Les petites boutiques

Le Matin, 25 décembre 1913

Rien de bien nouveau au boulevard, dans les petites boutiques. La pâte à chaussures règne, le bouton de faux-col en nacre est à son poste, de même que l’indéfectible nougat et la carte de visite « à la minute ». Un « bonbon américain » vaut qu’on s’arrête le temps d’emplir, puis de vider, à grosses bouchées légères, un cornet de maïs éclaté, roulé dans du miel chaud ; – précieux, innocent bonbon, qu’on fabrique sans manipulation ! Le poisson rouge tourne, depuis deux hivers, dans son bocal rond irisé, qui n’existe pas, bulle de verre créée par la giration d’un déchet de fer-blanc…

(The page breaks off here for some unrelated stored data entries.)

pub mod rates;
pub mod ui;
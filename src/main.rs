use anyhow::Result;
use clap::{CommandFactory, Parser, Subcommand};
use fxrates::cli::rates::OutputFormat;
use fxrates::core::log::init_logging;

#[derive(Parser)]
#[command(version, about)]
struct Cli {
    /// Enable verbose logging
    #[arg(short, long, global = true)]
    verbose: bool,

    /// Path to optional configuration file
    #[arg(short, long, global = true)]
    config_path: Option<String>,

    /// Print rates as JSON instead of a table
    #[arg(long, global = true)]
    json: bool,

    #[command(subcommand)]
    command: Option<Commands>,
}

impl From<Commands> for fxrates::AppCommand {
    fn from(cmd: Commands) -> fxrates::AppCommand {
        match cmd {
            Commands::Last => fxrates::AppCommand::Last,
            Commands::History => fxrates::AppCommand::History,
            Commands::Setup => unreachable!("Setup command should be handled separately"),
        }
    }
}

#[derive(Subcommand)]
enum Commands {
    /// Create default configuration
    Setup,
    /// Fetch the latest rates from every configured provider
    Last,
    /// Fetch historical rates from every configured provider
    History,
}

#[tokio::main]
async fn main() -> Result<()> {
    let cli = Cli::parse();

    init_logging(cli.verbose);

    let format = if cli.json {
        OutputFormat::Json
    } else {
        OutputFormat::Table
    };

    let result = match cli.command {
        Some(Commands::Setup) => setup(),
        Some(cmd) => fxrates::run_command(cmd.into(), cli.config_path.as_deref(), format).await,
        None => {
            Cli::command().print_help()?;
            Ok(())
        }
    };

    if let Err(e) = &result {
        tracing::error!(error = %e, "Application failed");
    }
    result
}

fn setup() -> anyhow::Result<()> {
    use anyhow::Context;

    let path = fxrates::config::AppConfig::default_config_path()?;

    if path.exists() {
        anyhow::bail!("Configuration file already exists at {}", path.display());
    }

    if let Some(parent) = path.parent() {
        std::fs::create_dir_all(parent)
            .with_context(|| format!("Failed to create directory: {}", parent.display()))?;
    }

    std::fs::write(&path, fxrates::config::DEFAULT_CONFIG)
        .with_context(|| format!("Failed to write config file to {}", path.display()))?;

    tracing::info!("Created default configuration at {}", path.display());
    Ok(())
}
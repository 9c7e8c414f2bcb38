use super::ui;
use crate::core::{Fetched, Rate, RateError, RateProvider};
use anyhow::{Context, Result};
use comfy_table::Cell;
use tracing::{info, warn};

#[derive(Debug, Clone, Copy, PartialEq, Eq)]
pub enum Span {
    Last,
    History,
}

#[derive(Debug, Clone, Copy, PartialEq, Eq, Default)]
pub enum OutputFormat {
    #[default]
    Table,
    Json,
}

pub fn display_as_table(title: &str, rates: &[Rate]) -> String {
    let mut table = ui::new_styled_table();
    table.set_header(vec![
        ui::header_cell("#"),
        ui::header_cell("Date"),
        ui::header_cell("Currency"),
        ui::header_cell("Value"),
    ]);

    for (index, rate) in rates.iter().enumerate() {
        table.add_row(vec![
            ui::value_cell(&(index + 1).to_string()),
            Cell::new(rate.date()),
            Cell::new(rate.currency()),
            ui::value_cell(&rate.value().to_string()),
        ]);
    }

    format!(
        "{}\n\n{}",
        ui::style_text(title, ui::StyleType::Title),
        table
    )
}

pub fn display_errors(errors: &[RateError]) -> String {
    errors
        .iter()
        .map(|e| ui::style_text(&format!("error: {e}"), ui::StyleType::Error))
        .collect::<Vec<_>>()
        .join("\n")
}

pub async fn run(provider: &dyn RateProvider, span: Span, format: OutputFormat) -> Result<()> {
    let name = provider.name();
    let pb = ui::new_spinner(&format!("Fetching rates from {name}..."));
    let Fetched { rates, errors } = match span {
        Span::Last => provider.fetch_last().await,
        Span::History => provider.fetch_history().await,
    };
    pb.finish_and_clear();
    info!(rates = rates.len(), errors = errors.len(), "Fetched rates");

    match format {
        OutputFormat::Json => {
            let json = serde_json::to_string_pretty(&rates).context("serializing rates")?;
            println!("{json}");
        }
        OutputFormat::Table => {
            let title = match span {
                Span::Last => format!("{name} exchange rates for today"),
                Span::History => format!("{name} historical exchange rates"),
            };
            if rates.is_empty() {
                println!("{}", ui::style_text("No rates fetched", ui::StyleType::Subtle));
            } else {
                println!("{}", display_as_table(&title, &rates));
            }
        }
    }

    if !errors.is_empty() {
        for e in &errors {
            warn!(provider = e.provider(), error = %e, "Provider reported an error");
        }
        eprintln!("{}", display_errors(&errors));
        if rates.is_empty() {
            anyhow::bail!("No rates fetched; {} provider error(s)", errors.len());
        }
    }

    Ok(())
}
use crate::core::RateError;
use std::time::Duration;
use tracing::debug;

/// Default HTTP request timeout
const REQUEST_TIMEOUT: Duration = Duration::from_secs(30);

pub(crate) fn http_client() -> reqwest::Client {
    reqwest::Client::builder()
        .user_agent(concat!("fxrates/", env!("CARGO_PKG_VERSION")))
        .timeout(REQUEST_TIMEOUT)
        .build()
        .unwrap_or_else(|_| reqwest::Client::new())
}

/// Sends a GET and returns the body of a successful response.
///
/// # Parameters
/// - `provider`: name recorded in any error
/// - `request`: the prepared request
///
/// # Returns
/// The response body, or the transport or status failure as a [`RateError`]
pub(crate) async fn fetch_body(
    provider: &str,
    request: reqwest::RequestBuilder,
) -> Result<String, RateError> {
    let response = request
        .send()
        .await
        .map_err(|e| RateError::transport(provider, e))?;

    let status = response.status();
    debug!(%status, "Received {} response", provider);
    if !status.is_success() {
        return Err(RateError::Http {
            provider: provider.to_string(),
            status: status.as_u16(),
        });
    }

    response
        .text()
        .await
        .map_err(|e| RateError::transport(provider, e))
}
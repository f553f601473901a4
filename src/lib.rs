//! Runtime composite formatting, substitute indexed arguments into
//! `{0}`-style templates.
//!
//! Templates reference their arguments by position: `{0}` is the first
//! argument, `{1}` the second, and so on. Placeholders may repeat and may
//! appear in any order; `{{` and `}}` emit literal braces. Arguments are
//! rendered with their [`std::fmt::Display`] implementations.
//!
//! ```
//! use format_with::FormatWith;
//!
//! let greeting = "Hey my name is {0}, I'm {1}".format_with(&[&"Mickaël", &19])?;
//! assert_eq!(greeting, "Hey my name is Mickaël, I'm 19");
//! # Ok::<(), format_with::FormatError>(())
//! ```

mod error;
mod fmt;
mod string;

pub use crate::error::FormatError;
pub use crate::fmt::{format, format_opt};
pub use crate::string::FormatWith;
//! String extensions.

use crate::error::FormatError;
use crate::fmt;
use std::borrow::Cow;
use std::fmt::Display;

/// A trait for formatting a template with positional arguments.
pub trait FormatWith {
    /// Substitutes `args` into the `{index}` placeholders of the given value.
    fn format_with(&self, args: &[&dyn Display]) -> Result<String, FormatError>;
}

impl FormatWith for str {
    #[inline]
    fn format_with(&self, args: &[&dyn Display]) -> Result<String, FormatError> {
        fmt::format(self, args)
    }
}

impl FormatWith for Cow<'_, str> {
    #[inline]
    fn format_with(&self, args: &[&dyn Display]) -> Result<String, FormatError> {
        self.as_ref().format_with(args)
    }
}

impl FormatWith for String {
    #[inline]
    fn format_with(&self, args: &[&dyn Display]) -> Result<String, FormatError> {
        self.as_str().format_with(args)
    }
}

On achète tout de même, on badaude, mais il fait très froid. Les chaussures, le bas des jupes blanchissent de poussière sèche comme en plein été. Les femmes, les fillettes, montrent contre le froid une bravoure enragée ; il n’y a guère de pauvre diable mal vêtu qui ne soit, cet hiver, plus couvert qu’une femme élégante : robe courte, point de jupon, bas de mousseline et souliers décolletés, trois doigts de fourrure au cou, elles trottent ainsi par cinq degrés sous zéro et ne meurent pas. Tant mieux.

Il y a, près de l’Opéra, autour d’une baraque, un groupe attentif où personne ne grelotte ni ne bat la semelle. Ce sont les joueurs de la roulette à un sou. On n’y gagne que des bonbons, des oranges, – l’attrait du lot est nul ; c’est le jeu qui compte, le jeu dans toute sa beauté. Les gens qui jouent là n’ont pas envie de gagner, ils ont envie de ne pas perdre. Un premier sou, – un autre, encore un autre… Les deux soldats aux mains noires de froid, le gosse pâle, l’homme à moustache grise, les trottins bras dessus bras dessous, tous ceux qui se sont arrêtés là deviennent soudain muets, patients, insensibles au gel. Ils suivent la ronde des secteurs colorés, le sautillement de la baleine souple, contre la barrière nickelée. Plusieurs ont une expression lointaine, obtuse et douce, de dormeurs qui ont gardé les yeux ouverts…

Pendant le quart d’heure que nous avons passé là, le forain-croupier encaissait très régulièrement six sous par minute.